Things getting tougher

just finish my AS today.. hahaha... not so releive actually.. the new spec is killing my little confidence especially biology...

things getting tougher.. many things surfaced in my mind.. the biology paper is not as easy as before.. the bio paper is not neither need u to know the sequence of a biology process nor anything like application... it is not really a science paper but rather more on ethical or suggestion paper... u need to do lot of suggestion, description of data, explain trend of curve or data.. do u think this is really a biology paper??? most of the questions are like this.. the question are not asked properly, diff ppl, diff ans, diff understanding... hmmm.... in science paper, we always can always discuss the answer and we can find the answer in book, but in our bio paper we cant do tat... we don know whether or not the marking scheme accept our answer or not.. too much uncertainty le...

another thing also came into my mind.. can i pass the interview... many ppl say mmmc interview is easy but yet y there is 6 ppl failed last year.. wat make them fail.. we din even know how the interview are carried out nor we know wat kind of question will be asked...

but nvm la.. i believe God will be provide everything i need... hahahaha.. sudden release of tension when i wrote tis haha... hope the old confident Boon Tung will come back to life...

Friday, March 19, 2010

BTN

sorry for the late update...

hahaha... our march holiday is coming to the end... hahaha... just back from a awesome camp- BTN.... it is quite nice to be there... ofcos the only thing bad is the food... but food is better than NS..

well at first we are all afraid to be there... we are bombarded by many information from ex-participants... well after the camp, i found out that it is totally different... it is very different from wat we heard.... the talk is ok and it really clarify some of the misunderstanding that we had in the society...

well in this camp we were told to be united, love ur country, chinese and indians are not pendatang, bout 1malaysia, bout the constitution and many more... actually the most precious thing i get from the course is i get to know to a malay faci who really love his country.. he is a very noble man, leaving all his bussiness and spend his time wif malaysian young generation and share his experience wif us... he cried when Hasvanny gave beautiful speach bout beauty of differences... his tear coming down and i can see that his emotion is not fake and the tear come from deep inside his heart... i never saw a man who cried when hearing ppl talk bout unity.... i m not reka reka cerita here... i really learn something from this old man....

hahaha... well the jungle trekking is rather boring one... and the game on the last night is full of emotion.. everyone taking part with all their soul and effort no matter wat race... some cried when their friend in trouble.... although it was not really a happy ending, but i salute for those faci who create this game so that we can really feel the "high pressure" atmosphere and we can see that everyone is taking part... toward the end, everyone really into the game, we are all not jus play it for just suka suka.... for first time, i can feel the tension we would normally feel when we work in a game... the activity is very good although some adjustment sholud be made...

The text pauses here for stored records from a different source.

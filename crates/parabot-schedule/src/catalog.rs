//! Lesson catalog: two alternating week tables plus the week anchor.

use chrono::{NaiveDate, NaiveTime, Weekday};
use serde::{Deserialize, Serialize};
use thiserror::Error;

use crate::week::{self, WeekParity};

/// Monday through Sunday, in table order.
pub const WEEKDAYS: [Weekday; 7] = [
    Weekday::Mon,
    Weekday::Tue,
    Weekday::Wed,
    Weekday::Thu,
    Weekday::Fri,
    Weekday::Sat,
    Weekday::Sun,
];

/// A single class on a given weekday.
#[derive(Debug, Clone, PartialEq, Eq, Serialize, Deserialize)]
pub struct Lesson {
    pub title: String,
    #[serde(with = "hhmm")]
    pub start: NaiveTime,
    #[serde(with = "hhmm")]
    pub end: NaiveTime,
}

impl Lesson {
    pub fn new(title: impl Into<String>, start: NaiveTime, end: NaiveTime) -> Self {
        Self {
            title: title.into(),
            start,
            end,
        }
    }

    /// "09:00–10:30"
    pub fn span(&self) -> String {
        format!("{}–{}", hhmm::show(self.start), hhmm::show(self.end))
    }
}

/// One week of lessons. A missing day means no classes.
#[derive(Debug, Clone, Default, Serialize, Deserialize)]
#[serde(default)]
pub struct Week {
    pub monday: Vec<Lesson>,
    pub tuesday: Vec<Lesson>,
    pub wednesday: Vec<Lesson>,
    pub thursday: Vec<Lesson>,
    pub friday: Vec<Lesson>,
    pub saturday: Vec<Lesson>,
    pub sunday: Vec<Lesson>,
}

impl Week {
    pub fn day(&self, weekday: Weekday) -> &[Lesson] {
        match weekday {
            Weekday::Mon => &self.monday,
            Weekday::Tue => &self.tuesday,
            Weekday::Wed => &self.wednesday,
            Weekday::Thu => &self.thursday,
            Weekday::Fri => &self.friday,
            Weekday::Sat => &self.saturday,
            Weekday::Sun => &self.sunday,
        }
    }

    pub fn day_mut(&mut self, weekday: Weekday) -> &mut Vec<Lesson> {
        match weekday {
            Weekday::Mon => &mut self.monday,
            Weekday::Tue => &mut self.tuesday,
            Weekday::Wed => &mut self.wednesday,
            Weekday::Thu => &mut self.thursday,
            Weekday::Fri => &mut self.friday,
            Weekday::Sat => &mut self.saturday,
            Weekday::Sun => &mut self.sunday,
        }
    }

    /// Total number of lessons across the week.
    pub fn lesson_count(&self) -> usize {
        WEEKDAYS.iter().map(|d| self.day(*d).len()).sum()
    }
}

#[derive(Debug, Error, PartialEq, Eq)]
pub enum CatalogError {
    #[error("week {week}, {day}: lesson \"{title}\" does not end after it starts")]
    EmptyInterval {
        week: u8,
        day: Weekday,
        title: String,
    },
    #[error("week {week}, {day}: lesson \"{title}\" starts before the previous one ends")]
    Overlap {
        week: u8,
        day: Weekday,
        title: String,
    },
}

/// The full static timetable: anchor date plus both week tables.
#[derive(Debug, Clone, Serialize, Deserialize)]
pub struct Catalog {
    /// Monday that starts week 1 (index 0).
    #[serde(default = "week::default_anchor")]
    pub anchor: NaiveDate,
    #[serde(default)]
    pub week1: Week,
    #[serde(default)]
    pub week2: Week,
}

impl Default for Catalog {
    fn default() -> Self {
        Self {
            anchor: week::default_anchor(),
            week1: Week::default(),
            week2: Week::default(),
        }
    }
}

impl Catalog {
    pub fn week(&self, parity: WeekParity) -> &Week {
        match parity {
            WeekParity::First => &self.week1,
            WeekParity::Second => &self.week2,
        }
    }

    /// Check that every day's lessons are well-formed, sorted and disjoint.
    pub fn validate(&self) -> Result<(), CatalogError> {
        for parity in [WeekParity::First, WeekParity::Second] {
            let table = self.week(parity);
            for day in WEEKDAYS {
                let mut prev_end: Option<NaiveTime> = None;
                for lesson in table.day(day) {
                    if lesson.start >= lesson.end {
                        return Err(CatalogError::EmptyInterval {
                            week: parity.number(),
                            day,
                            title: lesson.title.clone(),
                        });
                    }
                    if prev_end.is_some_and(|end| lesson.start < end) {
                        return Err(CatalogError::Overlap {
                            week: parity.number(),
                            day,
                            title: lesson.title.clone(),
                        });
                    }
                    prev_end = Some(lesson.end);
                }
            }
        }
        Ok(())
    }
}

/// `HH:MM` (de)serialization for lesson times.
pub(crate) mod hhmm {
    use chrono::NaiveTime;
    use serde::{Deserialize, Deserializer, Serializer};

    const FORMAT: &str = "%H:%M";

    pub fn show(time: NaiveTime) -> String {
        time.format(FORMAT).to_string()
    }

    pub fn serialize<S: Serializer>(time: &NaiveTime, serializer: S) -> Result<S::Ok, S::Error> {
        serializer.collect_str(&time.format(FORMAT))
    }

    pub fn deserialize<'de, D: Deserializer<'de>>(deserializer: D) -> Result<NaiveTime, D::Error> {
        let raw = String::deserialize(deserializer)?;
        NaiveTime::parse_from_str(raw.trim(), FORMAT).map_err(serde::de::Error::custom)
    }
}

the talk is ok.. and the 4th speaker really deep into his speech... full of emotion... the Ketua Pengarah BTN and Pengarah of Selangor BTN also came.. many jokes... such as why US does not bomb Tokyo??? and many more...

the test is very very easy.... the test use common sense... hahaaha..... the ujian ketabahan a lot of funny thing happened.. got some new experience...

well BTN tat i attended is quite different from i heard.... overall the course is really good but still need some improvement... hehehe...

Tuesday, January 26, 2010

Summary

Long time din update le.... i m so lazy to update.. actually got lot to tell but i jus don have the motivation to write it... i m growing lazy...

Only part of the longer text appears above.